Kalo Varieties

Which variety of kalo is the best? The one that's in the bowl on the table. - Jerry Konanui, Hawaiian Mahi‘ai

Use As Food

Good poi and table taro. Moi is a great taro to ku‘i because it has a high ‘ūlika (gumminess) factor. The corm is easier to ku‘i when it is warm.

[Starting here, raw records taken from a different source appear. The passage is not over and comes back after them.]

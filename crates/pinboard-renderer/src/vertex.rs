// GPU vertex types for rect and image quad rendering.

use bytemuck::{Pod, Zeroable};

#[repr(C)]
#[derive(Copy, Clone, Pod, Zeroable)]
pub struct RectVertex {
    pub position: [f32; 2],
    pub color: [f32; 4],
}

impl RectVertex {
    pub const LAYOUT: wgpu::VertexBufferLayout<'static> = wgpu::VertexBufferLayout {
        array_stride: std::mem::size_of::<RectVertex>() as wgpu::BufferAddress,
        step_mode: wgpu::VertexStepMode::Vertex,
        attributes: &[
            wgpu::VertexAttribute {
                offset: 0,
                shader_location: 0,
                format: wgpu::VertexFormat::Float32x2,
            },
            wgpu::VertexAttribute {
                offset: 8,
                shader_location: 1,
                format: wgpu::VertexFormat::Float32x4,
            },
        ],
    };
}

#[repr(C)]
#[derive(Copy, Clone, Pod, Zeroable)]
pub struct ImageVertex {
    pub position: [f32; 2],
    pub uv: [f32; 2],
}

impl ImageVertex {
    pub const LAYOUT: wgpu::VertexBufferLayout<'static> = wgpu::VertexBufferLayout {
        array_stride: std::mem::size_of::<ImageVertex>() as wgpu::BufferAddress,
        step_mode: wgpu::VertexStepMode::Vertex,
        attributes: &[
            wgpu::VertexAttribute {
                offset: 0,
                shader_location: 0,
                format: wgpu::VertexFormat::Float32x2,
            },
            wgpu::VertexAttribute {
                offset: 8,
                shader_location: 1,
                format: wgpu::VertexFormat::Float32x2,
            },
        ],
    };
}
// Canvas theme constants.

use pinboard_core::Color;

// Window & canvas
pub const WINDOW_BG: Color = Color::rgb(0.07, 0.07, 0.10); // dead space around the canvas
pub const CANVAS_BG: Color = Color::rgb(0.97, 0.96, 0.94); // the 16:9 drawing surface

// Drag decoration
pub const DRAG_HIGHLIGHT: Color = Color::rgb(0.0, 0.5, 0.0);
pub const DRAG_HIGHLIGHT_WIDTH: f32 = 2.0;

// Window sizing
pub const DEFAULT_WINDOW_WIDTH: f32 = 1280.0;
pub const DEFAULT_WINDOW_HEIGHT: f32 = 720.0;
pub const MIN_WINDOW_WIDTH: f32 = 400.0;
pub const MIN_WINDOW_HEIGHT: f32 = 225.0;
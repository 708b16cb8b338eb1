use std::collections::{BTreeMap, HashMap};
use std::sync::{Arc, Mutex, MutexGuard};
use std::time::{SystemTime, UNIX_EPOCH};

use serde::Serialize;
use tracing::info;

use crate::mac::MacAddress;
use crate::metrics::ACTIVE_SESSIONS;

fn now_epoch_secs() -> u64 {
    SystemTime::now()
        .duration_since(UNIX_EPOCH)
        .unwrap_or_default()
        .as_secs()
}

/// One viewer consuming an upstream link through a MAC.
#[derive(Debug, Clone, PartialEq, Eq, Serialize)]
pub struct OccupancyEntry {
    pub id: u64,
    pub portal_id: String,
    pub portal_name: String,
    pub mac: MacAddress,
    pub channel_id: String,
    pub channel_name: String,
    pub client_ip: String,
    pub started_at: u64,
    #[serde(skip_serializing_if = "Option::is_none")]
    pub user: Option<String>,
}

/// Per-viewer details recorded when a reserved slot is committed.
#[derive(Debug, Clone, Default)]
pub struct ViewerInfo {
    pub portal_name: String,
    pub channel_name: String,
    pub client_ip: String,
    pub user: Option<String>,
}

#[derive(Default)]
struct Inner {
    entries: Vec<OccupancyEntry>,
    pending: HashMap<(String, MacAddress), usize>,
    next_id: u64,
}

impl Inner {
    fn in_use(&self, portal_id: &str, mac: &MacAddress) -> usize {
        let active = self
            .entries
            .iter()
            .filter(|e| e.portal_id == portal_id && &e.mac == mac)
            .count();
        let pending = self
            .pending
            .get(&(portal_id.to_string(), mac.clone()))
            .copied()
            .unwrap_or(0);
        active + pending
    }

    fn release_pending(&mut self, portal_id: &str, mac: &MacAddress) {
        let key = (portal_id.to_string(), mac.clone());
        if let Some(n) = self.pending.get_mut(&key) {
            *n = n.saturating_sub(1);
            if *n == 0 {
                self.pending.remove(&key);
            }
        }
    }

    fn publish(&self, portal_id: &str) {
        let n = self.entries.iter().filter(|e| e.portal_id == portal_id).count();
        ACTIVE_SESSIONS.with_label_values(&[portal_id]).set(n as f64);
    }
}

/// Registry of active (portal, MAC, channel, viewer) tuples.
///
/// Slots are taken in two steps: [`try_reserve`](Self::try_reserve) while a MAC
/// is being tried, then [`SlotReservation::commit`] once the stream process is
/// running. Reservations count against the per-MAC limit, so two concurrent
/// requests can never both pass the check for the last free slot.
#[derive(Clone, Default)]
pub struct OccupancyTracker {
    inner: Arc<Mutex<Inner>>,
}

impl OccupancyTracker {
    pub fn new() -> Self {
        Self::default()
    }

    fn lock(&self) -> MutexGuard<'_, Inner> {
        // A panic while holding the lock cannot leave the maps half-updated.
        self.inner.lock().unwrap_or_else(|poisoned| poisoned.into_inner())
    }

    /// Active entries plus outstanding reservations for one MAC.
    pub fn in_use(&self, portal_id: &str, mac: &MacAddress) -> usize {
        self.lock().in_use(portal_id, mac)
    }

    pub fn is_free(&self, portal_id: &str, mac: &MacAddress, limit: usize) -> bool {
        limit == 0 || self.in_use(portal_id, mac) < limit
    }

    pub fn try_reserve(
        &self,
        portal_id: &str,
        mac: &MacAddress,
        limit: usize,
    ) -> Option<SlotReservation> {
        let mut inner = self.lock();
        if limit != 0 && inner.in_use(portal_id, mac) >= limit {
            return None;
        }
        *inner
            .pending
            .entry((portal_id.to_string(), mac.clone()))
            .or_default() += 1;
        Some(SlotReservation {
            tracker: self.clone(),
            portal_id: portal_id.to_string(),
            mac: mac.clone(),
            channel_id: None,
            armed: true,
        })
    }

    pub fn snapshot(&self) -> BTreeMap<String, Vec<OccupancyEntry>> {
        let inner = self.lock();
        let mut out: BTreeMap<String, Vec<OccupancyEntry>> = BTreeMap::new();
        for entry in &inner.entries {
            out.entry(entry.portal_id.clone()).or_default().push(entry.clone());
        }
        out
    }

    pub fn active_count(&self) -> usize {
        self.lock().entries.len()
    }

    fn remove(&self, id: u64) -> bool {
        let mut inner = self.lock();
        let Some(pos) = inner.entries.iter().position(|e| e.id == id) else {
            return false;
        };
        let entry = inner.entries.remove(pos);
        inner.publish(&entry.portal_id);
        info!(
            "Unoccupied: portal={} mac={} channel={} client={}",
            entry.portal_id, entry.mac, entry.channel_id, entry.client_ip
        );
        true
    }
}

/// A held slot that has not been turned into an occupancy entry yet.
/// Dropping it gives the slot back.
pub struct SlotReservation {
    tracker: OccupancyTracker,
    portal_id: String,
    mac: MacAddress,
    channel_id: Option<String>,
    armed: bool,
}

impl SlotReservation {
    pub fn mac(&self) -> &MacAddress {
        &self.mac
    }

    pub fn portal_id(&self) -> &str {
        &self.portal_id
    }

    pub(crate) fn for_channel(mut self, channel_id: &str) -> Self {
        self.channel_id = Some(channel_id.to_string());
        self
    }

    /// Converts the reservation into a visible occupancy entry.
    pub fn commit(mut self, viewer: ViewerInfo) -> OccupancyGuard {
        self.armed = false;
        let mut inner = self.tracker.lock();
        inner.release_pending(&self.portal_id, &self.mac);
        inner.next_id += 1;
        let id = inner.next_id;
        inner.entries.push(OccupancyEntry {
            id,
            portal_id: self.portal_id.clone(),
            portal_name: viewer.portal_name,
            mac: self.mac.clone(),
            channel_id: self.channel_id.clone().unwrap_or_default(),
            channel_name: viewer.channel_name,
            client_ip: viewer.client_ip,
            started_at: now_epoch_secs(),
            user: viewer.user,
        });
        inner.publish(&self.portal_id);
        drop(inner);

        info!(
            "Occupied: portal={} mac={} channel={}",
            self.portal_id,
            self.mac,
            self.channel_id.as_deref().unwrap_or("")
        );
        OccupancyGuard {
            tracker: self.tracker.clone(),
            id,
            released: false,
        }
    }
}

impl Drop for SlotReservation {
    fn drop(&mut self) {
        if self.armed {
            self.tracker.lock().release_pending(&self.portal_id, &self.mac);
        }
    }
}

/// Keeps an occupancy entry alive; released exactly once, explicitly or on drop.
pub struct OccupancyGuard {
    tracker: OccupancyTracker,
    id: u64,
    released: bool,
}

impl OccupancyGuard {
    /// Returns `true` only for the call that actually removed the entry.
    pub fn release(&mut self) -> bool {
        if self.released {
            return false;
        }
        self.released = true;
        self.tracker.remove(self.id)
    }
}

impl Drop for OccupancyGuard {
    fn drop(&mut self) {
        self.release();
    }
}
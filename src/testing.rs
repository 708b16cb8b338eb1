//! Scripted portal used by unit tests.

use std::collections::HashMap;
use std::sync::Mutex;
use std::time::Duration;

use async_trait::async_trait;
use serde_json::Value;

use crate::mac::{MacAddress, MacEntry};
use crate::portal::{PortalChannel, PortalClient, PortalError};
use crate::store::Portal;

#[derive(Debug, Clone, Default)]
pub struct MacScript {
    pub token: bool,
    pub channels: Vec<PortalChannel>,
    /// Answer to `create_link`.
    pub created_link: Option<String>,
    pub probe_ok: bool,
    pub expires: Option<String>,
}

impl MacScript {
    pub fn working(channel_id: &str, cmd: &str) -> Self {
        Self {
            token: true,
            channels: vec![channel(channel_id, cmd)],
            created_link: None,
            probe_ok: true,
            expires: Some("January 1, 2030, 12:00 am".into()),
        }
    }

    pub fn no_token() -> Self {
        Self::default()
    }
}

pub fn channel(id: &str, cmd: &str) -> PortalChannel {
    PortalChannel {
        id: id.to_string(),
        name: format!("Channel {id}"),
        number: Some(id.to_string()),
        cmd: cmd.to_string(),
        tv_genre_id: None,
        logo: None,
    }
}

pub fn portal(id: &str, macs: &[&str], streams_per_mac: usize) -> Portal {
    Portal {
        id: id.to_string(),
        name: format!("Portal {id}"),
        url: "http://portal.test/stalker_portal/server/load.php".to_string(),
        proxy: None,
        macs: macs
            .iter()
            .map(|m| MacEntry::new(m.parse().unwrap()))
            .collect(),
        streams_per_mac,
        enabled: true,
    }
}

#[derive(Default)]
pub struct FakePortal {
    scripts: HashMap<String, MacScript>,
    pub calls: Mutex<Vec<String>>,
}

impl FakePortal {
    pub fn new() -> Self {
        Self::default()
    }

    pub fn with(mut self, mac: &str, script: MacScript) -> Self {
        let mac: MacAddress = mac.parse().unwrap();
        self.scripts.insert(mac.to_string(), script);
        self
    }

    pub fn calls(&self) -> Vec<String> {
        self.calls.lock().unwrap().clone()
    }

    pub fn calls_for(&self, op: &str) -> usize {
        self.calls().iter().filter(|c| c.starts_with(op)).count()
    }

    fn record(&self, op: &str, mac: &MacAddress) {
        self.calls.lock().unwrap().push(format!("{op} {mac}"));
    }

    fn script(&self, mac: &MacAddress) -> MacScript {
        self.scripts.get(mac.as_str()).cloned().unwrap_or_default()
    }

    fn token_for(mac: &MacAddress) -> String {
        format!("token-{mac}")
    }

    fn check_token(&self, mac: &MacAddress, token: &str) -> Result<(), PortalError> {
        if token == Self::token_for(mac) {
            Ok(())
        } else {
            Err(PortalError::NoToken)
        }
    }
}

fn fail(call: &'static str) -> PortalError {
    PortalError::Unexpected {
        call,
        reason: "scripted failure".into(),
    }
}

#[async_trait]
impl PortalClient for FakePortal {
    async fn handshake(
        &self,
        _url: &str,
        mac: &MacAddress,
        _proxy: Option<&str>,
    ) -> Result<String, PortalError> {
        self.record("handshake", mac);
        if self.script(mac).token {
            Ok(Self::token_for(mac))
        } else {
            Err(PortalError::NoToken)
        }
    }

    async fn get_profile(
        &self,
        _url: &str,
        mac: &MacAddress,
        token: &str,
        _proxy: Option<&str>,
    ) -> Result<Value, PortalError> {
        self.record("profile", mac);
        self.check_token(mac, token)?;
        Ok(serde_json::json!({ "id": 1 }))
    }

    async fn list_channels(
        &self,
        _url: &str,
        mac: &MacAddress,
        token: &str,
        _proxy: Option<&str>,
    ) -> Result<Vec<PortalChannel>, PortalError> {
        self.record("channels", mac);
        self.check_token(mac, token)?;
        let channels = self.script(mac).channels;
        if channels.is_empty() {
            Err(fail("get_all_channels"))
        } else {
            Ok(channels)
        }
    }

    async fn resolve_link(
        &self,
        _url: &str,
        mac: &MacAddress,
        token: &str,
        _cmd: &str,
        _proxy: Option<&str>,
    ) -> Result<String, PortalError> {
        self.record("link", mac);
        self.check_token(mac, token)?;
        self.script(mac).created_link.ok_or_else(|| fail("create_link"))
    }

    async fn get_expires(
        &self,
        _url: &str,
        mac: &MacAddress,
        token: &str,
        _proxy: Option<&str>,
    ) -> Result<String, PortalError> {
        self.record("expires", mac);
        self.check_token(mac, token)?;
        self.script(mac).expires.ok_or_else(|| fail("get_main_info"))
    }

    async fn probe(
        &self,
        link: &str,
        _proxy: Option<&str>,
        _timeout: Duration,
    ) -> Result<(), PortalError> {
        self.calls.lock().unwrap().push(format!("probe {link}"));
        let ok = self
            .scripts
            .values()
            .any(|s| s.probe_ok && s.channels.iter().any(|c| c.cmd.contains(link)));
        let created = self
            .scripts
            .values()
            .any(|s| s.probe_ok && s.created_link.as_deref() == Some(link));
        if ok || created {
            Ok(())
        } else {
            Err(PortalError::Probe("scripted probe failure".into()))
        }
    }
}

Presently this variety is very popular throughout the Hawai‘i; especially on O‘ahu, Maui, Moloka‘i, and in Puna, Hawai‘i; grown mainly under māla (upland) culture, but also does well under lo‘i (wetland) culture. This is a commercially important variety.

General Characteristics

Medium in height, well spreading, maturing within 9 to 12 months, producing from 5 to 10 ‘ohā; characterized by its light green Hā (Petiole) with pinkish kōhina (base).

Ha (Petiole)

60 to 85 cm. long, slender, drooping, light green, indistinctly whitish-green at the lihi (stem edge), a pink ring at the kōhina (base) with lighter pink for 3 to 5 cm. above the base.

Lau or Lu'au(Leaf Blade)

40 to 55 cm. long, 30 to 45 cm. wide, 30 to 45 cm. from tip to base of sinus (māwae), narrowly egg-shaped (ovate), thin in texture, medium green ; piko whitish; veins conspicuous, light green; round leaf section (lobes) acute with shallow, wide lihi māwae (sinus).

'I'o kalo (Corm)

Flesh white with light pinkish tinge, especially near the top (apex), the fibers yellow; skin pale pink.

Pua (Flower)



86. Moi ‘Ula‘ula is similar in appearance to 81. Moi. The differences Moi ‘Ula‘ula's Hā (petiole) has a light-reddish tinge on bright green. 81. Moi's Hā (petiole) is solid green.